(ASSIGNED TASK) Search string "RouteType": state how many lines in the material below contain it, and nothing else.
○ ○ ○ ○ ○ ○ ○
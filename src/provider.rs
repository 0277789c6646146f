use crate::polyline::PolylineError;
use crate::provider::fixture::FixtureProvider;
use crate::provider::onemap::OneMapClient;
use crate::route::{Place, RoutePlan};
use crate::types::LatLng;
use chrono::FixedOffset;
use moka::future::Cache;
use serde::{Deserialize, Serialize};
use std::sync::Arc;
use std::time::Duration;
use tracing::{debug, info, instrument};

mod fixture;
pub mod model;
mod onemap;

#[derive(Debug, thiserror::Error)]
pub enum ProviderError {
    #[error("HTTP error: {0}")]
    Http(#[from] reqwest::Error),
    #[error("I/O error: {0}")]
    Io(#[from] std::io::Error),
    #[error("Invalid response body: {0}")]
    Json(#[from] serde_json::Error),
    #[error("Routing service returned {status}: {message}")]
    Upstream { status: u16, message: String },
    #[error("No route found: {0}")]
    NoRoute(String),
    #[error("No place found for '{0}'")]
    NotFound(String),
    #[error("Invalid provider configuration: {0}")]
    InvalidConfig(String),
    #[error("Routing service returned bad geometry: {0}")]
    Polyline(#[from] PolylineError),
}

#[derive(Debug, Clone, Copy, Default, PartialEq, Eq, Hash, Serialize, Deserialize)]
#[serde(rename_all = "lowercase")]
pub enum RouteType {
    #[default]
    Walk,
    Pt,
}

impl RouteType {
    pub fn as_str(self) -> &'static str {
        match self {
            RouteType::Walk => "walk",
            RouteType::Pt => "pt",
        }
    }
}

#[derive(Debug, Clone, Copy, PartialEq)]
pub struct RouteRequest {
    pub start: LatLng,
    pub end: LatLng,
    pub route_type: RouteType,
}

impl RouteRequest {
    /// Coordinates are keyed at 1e-6 degrees, finer than any routing snap.
    fn cache_key(&self) -> String {
        format!(
            "{}:{:.6},{:.6}:{:.6},{:.6}",
            self.route_type.as_str(),
            self.start.lat,
            self.start.lng,
            self.end.lat,
            self.end.lng
        )
    }
}

#[derive(Debug, Clone)]
pub struct ProviderOptions {
    pub source: String,
    pub token: Option<String>,
    pub cache_size: u64,
    pub cache_ttl: Duration,
    pub utc_offset_hours: i32,
    pub max_walk_distance: u32,
}

impl Default for ProviderOptions {
    fn default() -> Self {
        Self {
            source: String::from("https://www.onemap.gov.sg"),
            token: None,
            cache_size: 128,
            cache_ttl: Duration::from_secs(600),
            utc_offset_hours: 8,
            max_walk_distance: 1000,
        }
    }
}

impl ProviderOptions {
    pub fn utc_offset(&self) -> Result<FixedOffset, ProviderError> {
        FixedOffset::east_opt(self.utc_offset_hours * 3600).ok_or_else(|| {
            ProviderError::InvalidConfig(format!(
                "UTC offset of {} hours is out of range",
                self.utc_offset_hours
            ))
        })
    }
}

pub enum RouteProvider {
    Fixture(FixtureProvider),
    OneMap(OneMapClient),
}

impl RouteProvider {
    pub fn new(options: ProviderOptions) -> Result<Self, ProviderError> {
        if options.source.starts_with("http://") || options.source.starts_with("https://") {
            Ok(RouteProvider::OneMap(OneMapClient::new(
                options.source.clone(),
                options,
            )?))
        } else {
            Ok(RouteProvider::Fixture(FixtureProvider::new(
                options.source.clone(),
            )))
        }
    }

    pub fn describe(&self) -> &'static str {
        match self {
            RouteProvider::Fixture(_) => "fixture",
            RouteProvider::OneMap(_) => "onemap",
        }
    }

    async fn search(&self, query: &str) -> Result<Vec<Place>, ProviderError> {
        match self {
            RouteProvider::Fixture(fixture) => fixture.search(query).await,
            RouteProvider::OneMap(client) => client.search(query).await,
        }
    }

    async fn route(&self, request: &RouteRequest) -> Result<RoutePlan, ProviderError> {
        match self {
            RouteProvider::Fixture(fixture) => fixture.route(request).await,
            RouteProvider::OneMap(client) => client.route(request).await,
        }
    }
}

/// Provider plus result caches. Concurrent lookups of the same key share a
/// single upstream request.
pub struct RouteProviderWithCache {
    provider: RouteProvider,
    searches: Cache<String, Arc<Vec<Place>>>,
    routes: Cache<String, Arc<RoutePlan>>,
}

impl RouteProviderWithCache {
    pub fn new(options: ProviderOptions) -> Result<Self, ProviderError> {
        let searches = Cache::builder()
            .max_capacity(options.cache_size)
            .time_to_live(options.cache_ttl)
            .build();
        let routes = Cache::builder()
            .max_capacity(options.cache_size)
            .time_to_live(options.cache_ttl)
            .build();
        let provider = RouteProvider::new(options)?;
        info!("Using {} route provider", provider.describe());
        Ok(Self {
            provider,
            searches,
            routes,
        })
    }

    pub fn describe(&self) -> &'static str {
        self.provider.describe()
    }

    #[instrument(skip(self))]
    pub async fn search(&self, query: &str) -> Result<Arc<Vec<Place>>, Arc<ProviderError>> {
        let key = query.trim().to_lowercase();
        self.searches
            .try_get_with(key, async {
                debug!("Search cache miss");
                self.provider.search(query.trim()).await.map(Arc::new)
            })
            .await
    }

    /// First search hit for `query`.
    pub async fn resolve(&self, query: &str) -> Result<Place, Arc<ProviderError>> {
        let places = self.search(query).await?;
        places
            .first()
            .cloned()
            .ok_or_else(|| Arc::new(ProviderError::NotFound(query.to_string())))
    }

    #[instrument(skip_all, fields(key = %request.cache_key()))]
    pub async fn route(&self, request: RouteRequest) -> Result<Arc<RoutePlan>, Arc<ProviderError>> {
        self.routes
            .try_get_with(request.cache_key(), async {
                debug!("Route cache miss");
                self.provider.route(&request).await.map(Arc::new)
            })
            .await
    }
}

#[cfg(test)]
mod tests {
    use super::*;

    fn fixture_options() -> ProviderOptions {
        ProviderOptions {
            source: String::from("test_files/onemap"),
            ..ProviderOptions::default()
        }
    }

    #[test]
    fn test_provider_selection() {
        let http = RouteProvider::new(ProviderOptions::default()).unwrap();
        assert_eq!(http.describe(), "onemap");
        let fixture = RouteProvider::new(fixture_options()).unwrap();
        assert_eq!(fixture.describe(), "fixture");
    }

    #[test]
    fn test_provider_options_default() {
        let options = ProviderOptions::default();
        assert_eq!(options.cache_size, 128);
        assert_eq!(options.utc_offset_hours, 8);
        assert!(options.token.is_none());
    }

    #[test]
    fn test_invalid_utc_offset() {
        let options = ProviderOptions {
            utc_offset_hours: 30,
            ..ProviderOptions::default()
        };
        assert!(options.utc_offset().is_err());
        assert!(RouteProvider::new(options).is_err());
    }

    #[test]
    fn test_cache_key_rounds_coordinates() {
        let a = RouteRequest {
            start: LatLng::new(1.2803700001, 103.85035),
            end: LatLng::new(1.2826, 103.8529),
            route_type: RouteType::Walk,
        };
        let b = RouteRequest {
            start: LatLng::new(1.28037, 103.85035),
            ..a
        };
        assert_eq!(a.cache_key(), b.cache_key());
        let c = RouteRequest {
            route_type: RouteType::Pt,
            ..a
        };
        assert_ne!(a.cache_key(), c.cache_key());
    }

    #[tokio::test]
    async fn test_cached_search_and_resolve() {
        let provider = RouteProviderWithCache::new(fixture_options()).unwrap();
        let first = provider.search("Raffles").await.unwrap();
        let second = provider.search("  raffles ").await.unwrap();
        assert!(Arc::ptr_eq(&first, &second));

        let place = provider.resolve("chulia").await.unwrap();
        assert_eq!(place.name, "CHULIA STREET");
    }

    #[tokio::test]
    async fn test_resolve_unknown_place() {
        let provider = RouteProviderWithCache::new(fixture_options()).unwrap();
        let error = provider.resolve("atlantis").await.unwrap_err();
        assert!(matches!(*error, ProviderError::NotFound(_)));
    }

    #[tokio::test]
    async fn test_cached_route() {
        let provider = RouteProviderWithCache::new(fixture_options()).unwrap();
        let request = RouteRequest {
            start: LatLng::new(1.28037, 103.85035),
            end: LatLng::new(1.2826, 103.8529),
            route_type: RouteType::Walk,
        };
        let first = provider.route(request).await.unwrap();
        let second = provider.route(request).await.unwrap();
        assert!(Arc::ptr_eq(&first, &second));
        assert_eq!(first.legs.len(), 1);
    }
}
○ ○ ○ ○ ○ ○ ○
(OUTPUT BELOW) 8